_Data records_
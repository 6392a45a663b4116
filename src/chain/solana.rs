//! Solana chain backend: SPL token settlement via `transfer_checked`, with
//! idempotent creation of the recipient's associated token account so a first
//! payment to a fresh wallet still lands.

use async_trait::async_trait;
use solana_client::nonblocking::rpc_client::RpcClient;
use solana_sdk::commitment_config::CommitmentConfig;
use solana_sdk::program_pack::Pack;
use solana_sdk::pubkey::Pubkey;
use solana_sdk::signature::{Keypair, Signature};
use solana_sdk::signer::Signer;
use solana_sdk::transaction::Transaction;
use spl_associated_token_account::get_associated_token_address;
use spl_associated_token_account::instruction::create_associated_token_account_idempotent;
use std::fmt::{Debug, Formatter};
use std::str::FromStr;
use std::sync::Arc;
use tokio::time::Instant;

use crate::chain::{
    CONFIRMATION_DEADLINE, CONFIRMATION_POLL_INTERVAL, ChainId, ChainProvider, ProviderError,
    TxRef, ensure_sufficient,
};
use crate::config::SolanaChainConfig;
use crate::util::MoneyAmount;

/// Solana implementation of [`ChainProvider`].
pub struct SolanaProvider {
    chain: ChainId,
    keypair: Arc<Keypair>,
    rpc_client: Arc<RpcClient>,
    mint: Pubkey,
    decimals: u8,
}

impl Debug for SolanaProvider {
    fn fmt(&self, f: &mut Formatter<'_>) -> std::fmt::Result {
        f.debug_struct("SolanaProvider")
            .field("chain", &self.chain)
            .field("signer", &self.keypair.pubkey())
            .field("mint", &self.mint)
            .finish()
    }
}

impl SolanaProvider {
    pub fn from_config(config: &SolanaChainConfig) -> Result<Self, ProviderError> {
        let keypair = parse_keypair(&config.keypair)?;
        let mint = Pubkey::from_str(&config.token_mint).map_err(|_| {
            ProviderError::InvalidAddress {
                kind: "mint",
                value: config.token_mint.clone(),
            }
        })?;
        let rpc_client = RpcClient::new_with_commitment(
            config.rpc_url.to_string(),
            CommitmentConfig::confirmed(),
        );

        tracing::info!(
            chain = %config.chain,
            rpc = %config.rpc_url,
            signer = %keypair.pubkey(),
            mint = %mint,
            "Initialized Solana provider"
        );

        Ok(Self {
            chain: config.chain.clone(),
            keypair: Arc::new(keypair),
            rpc_client: Arc::new(rpc_client),
            mint,
            decimals: config.token_decimals,
        })
    }

    /// Token balance of `owner`'s associated token account for the configured
    /// mint. An account that does not exist yet reads as zero.
    async fn token_balance(&self, owner: &Pubkey) -> Result<u64, ProviderError> {
        let ata = get_associated_token_address(owner, &self.mint);
        let response = self
            .rpc_client
            .get_account_with_commitment(&ata, CommitmentConfig::confirmed())
            .await
            .map_err(|e| ProviderError::Rpc(e.to_string()))?;
        match response.value {
            None => Ok(0),
            Some(account) => {
                let token_account = spl_token::state::Account::unpack(&account.data)
                    .map_err(|e| ProviderError::Rpc(e.to_string()))?;
                Ok(token_account.amount)
            }
        }
    }
}

/// Parses a Solana signing key from either its base58-encoded 64-byte form or
/// a JSON byte array (the `solana-keygen` file format), tried in that order.
fn parse_keypair(input: &str) -> Result<Keypair, ProviderError> {
    let trimmed = input.trim();
    if let Ok(bytes) = bs58::decode(trimmed).into_vec() {
        if let Ok(keypair) = Keypair::try_from(bytes.as_slice()) {
            return Ok(keypair);
        }
    }
    if let Ok(bytes) = serde_json::from_str::<Vec<u8>>(trimmed) {
        if let Ok(keypair) = Keypair::try_from(bytes.as_slice()) {
            return Ok(keypair);
        }
    }
    Err(ProviderError::InvalidKeyFormat)
}

#[async_trait]
impl ChainProvider for SolanaProvider {
    fn chain_id(&self) -> ChainId {
        self.chain.clone()
    }

    fn address(&self) -> String {
        self.keypair.pubkey().to_string()
    }

    async fn balance(&self, address: &str) -> Result<u64, ProviderError> {
        let owner = Pubkey::from_str(address).map_err(|_| ProviderError::InvalidAddress {
            kind: "solana",
            value: address.to_string(),
        })?;
        self.token_balance(&owner).await
    }

    async fn send_stablecoin(
        &self,
        to: &str,
        amount: &MoneyAmount,
    ) -> Result<TxRef, ProviderError> {
        let recipient = Pubkey::from_str(to).map_err(|_| ProviderError::InvalidAddress {
            kind: "solana",
            value: to.to_string(),
        })?;
        let units = amount.as_token_units(self.decimals as u32)?;
        let payer = self.keypair.pubkey();
        let available = self.token_balance(&payer).await?;
        ensure_sufficient(available, units, self.decimals as u32)?;

        let source_ata = get_associated_token_address(&payer, &self.mint);
        let dest_ata = get_associated_token_address(&recipient, &self.mint);
        let instructions = vec![
            create_associated_token_account_idempotent(
                &payer,
                &recipient,
                &self.mint,
                &spl_token::id(),
            ),
            spl_token::instruction::transfer_checked(
                &spl_token::id(),
                &source_ata,
                &self.mint,
                &dest_ata,
                &payer,
                &[],
                units,
                self.decimals,
            )
            .map_err(|e| ProviderError::Rpc(e.to_string()))?,
        ];

        let blockhash = self
            .rpc_client
            .get_latest_blockhash()
            .await
            .map_err(|e| ProviderError::Rpc(e.to_string()))?;
        let transaction = Transaction::new_signed_with_payer(
            &instructions,
            Some(&payer),
            &[self.keypair.as_ref()],
            blockhash,
        );
        let signature = self
            .rpc_client
            .send_transaction(&transaction)
            .await
            .map_err(|e| ProviderError::Rpc(e.to_string()))?;
        tracing::debug!(chain = %self.chain, %recipient, units, tx = %signature, "Submitted SPL transfer");
        Ok(TxRef::new(signature.to_string()))
    }

    async fn wait_for_confirmation(&self, tx: &TxRef) -> Result<bool, ProviderError> {
        let signature = Signature::from_str(tx.as_str())
            .map_err(|_| ProviderError::MalformedTxRef(tx.to_string()))?;
        let deadline = Instant::now() + CONFIRMATION_DEADLINE;
        loop {
            let status = self
                .rpc_client
                .get_signature_status_with_commitment(&signature, CommitmentConfig::confirmed())
                .await
                .map_err(|e| ProviderError::Rpc(e.to_string()))?;
            if let Some(result) = status {
                return Ok(result.is_ok());
            }
            if Instant::now() >= deadline {
                return Err(ProviderError::ConfirmationTimeout(tx.clone()));
            }
            tokio::time::sleep(CONFIRMATION_POLL_INTERVAL).await;
        }
    }
}

#[cfg(test)]
mod tests {
    use super::*;

    #[test]
    fn parses_base58_keypair() {
        let keypair = Keypair::new();
        let parsed = parse_keypair(&keypair.to_base58_string()).unwrap();
        assert_eq!(parsed.pubkey(), keypair.pubkey());
    }

    #[test]
    fn parses_json_byte_array_keypair() {
        let keypair = Keypair::new();
        let json = serde_json::to_string(&keypair.to_bytes().to_vec()).unwrap();
        let parsed = parse_keypair(&json).unwrap();
        assert_eq!(parsed.pubkey(), keypair.pubkey());
    }

    #[test]
    fn base58_is_tried_before_json() {
        let keypair = Keypair::new();
        let padded = format!("  {}\n", keypair.to_base58_string());
        assert_eq!(parse_keypair(&padded).unwrap().pubkey(), keypair.pubkey());
    }

    #[test]
    fn rejects_garbage_key() {
        assert!(matches!(
            parse_keypair("definitely not a keypair"),
            Err(ProviderError::InvalidKeyFormat)
        ));
        assert!(matches!(
            parse_keypair("[1,2,3]"),
            Err(ProviderError::InvalidKeyFormat)
        ));
    }
}
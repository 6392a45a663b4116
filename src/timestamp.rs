use serde::{Deserialize, Deserializer, Serialize, Serializer};
use std::fmt::{Display, Formatter};
use std::ops::Add;
use std::time::SystemTime;

/// A Unix timestamp represented as a `u64`, used for challenge expiry and
/// proof construction times.
///
/// Serialized as a stringified integer to avoid loss of precision in JSON,
/// e.g. `1699999999` becomes `"1699999999"` in the wire format. Servers are
/// not consistent about this, so deserialization accepts either a bare JSON
/// number or a stringified one.
#[derive(Debug, Clone, Copy, PartialEq, PartialOrd, Ord, Eq)]
pub struct UnixTimestamp(u64);

impl Serialize for UnixTimestamp {
    fn serialize<S: Serializer>(&self, serializer: S) -> Result<S::Ok, S::Error> {
        serializer.serialize_str(&self.0.to_string())
    }
}

impl<'de> Deserialize<'de> for UnixTimestamp {
    fn deserialize<D>(deserializer: D) -> Result<Self, D::Error>
    where
        D: Deserializer<'de>,
    {
        struct TimestampVisitor;

        impl serde::de::Visitor<'_> for TimestampVisitor {
            type Value = UnixTimestamp;

            fn expecting(&self, formatter: &mut Formatter) -> std::fmt::Result {
                formatter.write_str("a Unix timestamp as an integer or a stringified integer")
            }

            fn visit_u64<E: serde::de::Error>(self, value: u64) -> Result<Self::Value, E> {
                Ok(UnixTimestamp(value))
            }

            fn visit_i64<E: serde::de::Error>(self, value: i64) -> Result<Self::Value, E> {
                u64::try_from(value)
                    .map(UnixTimestamp)
                    .map_err(|_| E::custom("timestamp must be non-negative"))
            }

            fn visit_str<E: serde::de::Error>(self, value: &str) -> Result<Self::Value, E> {
                value
                    .parse::<u64>()
                    .map(UnixTimestamp)
                    .map_err(|_| E::custom("timestamp must be a non-negative integer"))
            }
        }

        deserializer.deserialize_any(TimestampVisitor)
    }
}

impl Display for UnixTimestamp {
    fn fmt(&self, f: &mut Formatter<'_>) -> std::fmt::Result {
        write!(f, "{}", self.0)
    }
}

impl Add<u64> for UnixTimestamp {
    type Output = Self;

    fn add(self, rhs: u64) -> Self::Output {
        UnixTimestamp(self.0 + rhs)
    }
}

impl UnixTimestamp {
    pub fn from_secs(secs: u64) -> Self {
        Self(secs)
    }

    pub fn now() -> Self {
        let now = SystemTime::now()
            .duration_since(SystemTime::UNIX_EPOCH)
            .expect("SystemTime before UNIX epoch?!?")
            .as_secs();
        Self(now)
    }

    pub fn as_secs(&self) -> u64 {
        self.0
    }

    /// Seconds elapsed since `earlier`, saturating at zero.
    pub fn seconds_since(&self, earlier: UnixTimestamp) -> u64 {
        self.0.saturating_sub(earlier.0)
    }
}

#[cfg(test)]
mod tests {
    use super::*;

    #[test]
    fn serializes_as_string() {
        let ts = UnixTimestamp::from_secs(1699999999);
        let json = serde_json::to_string(&ts).unwrap();
        assert_eq!(json, "\"1699999999\"");
    }

    #[test]
    fn deserializes_from_number_and_string() {
        let from_number: UnixTimestamp = serde_json::from_str("1699999999").unwrap();
        let from_string: UnixTimestamp = serde_json::from_str("\"1699999999\"").unwrap();
        assert_eq!(from_number, from_string);
        assert_eq!(from_number.as_secs(), 1699999999);
    }

    #[test]
    fn rejects_negative() {
        assert!(serde_json::from_str::<UnixTimestamp>("-5").is_err());
    }

    #[test]
    fn seconds_since_saturates() {
        let earlier = UnixTimestamp::from_secs(100);
        let later = UnixTimestamp::from_secs(160);
        assert_eq!(later.seconds_since(earlier), 60);
        assert_eq!(earlier.seconds_since(later), 0);
    }
}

_The task_
Transcribe the records from their first line. Stop after the line with "use solana_sdk::commitment_config::CommitmentConfig;", including it.

_The answer_
repository 6392a45a663b4116
filename src/chain/solana.rs
//! Solana chain backend: SPL token settlement via `transfer_checked`, with
//! idempotent creation of the recipient's associated token account so a first
//! payment to a fresh wallet still lands.

use async_trait::async_trait;
use solana_client::nonblocking::rpc_client::RpcClient;
use solana_sdk::commitment_config::CommitmentConfig;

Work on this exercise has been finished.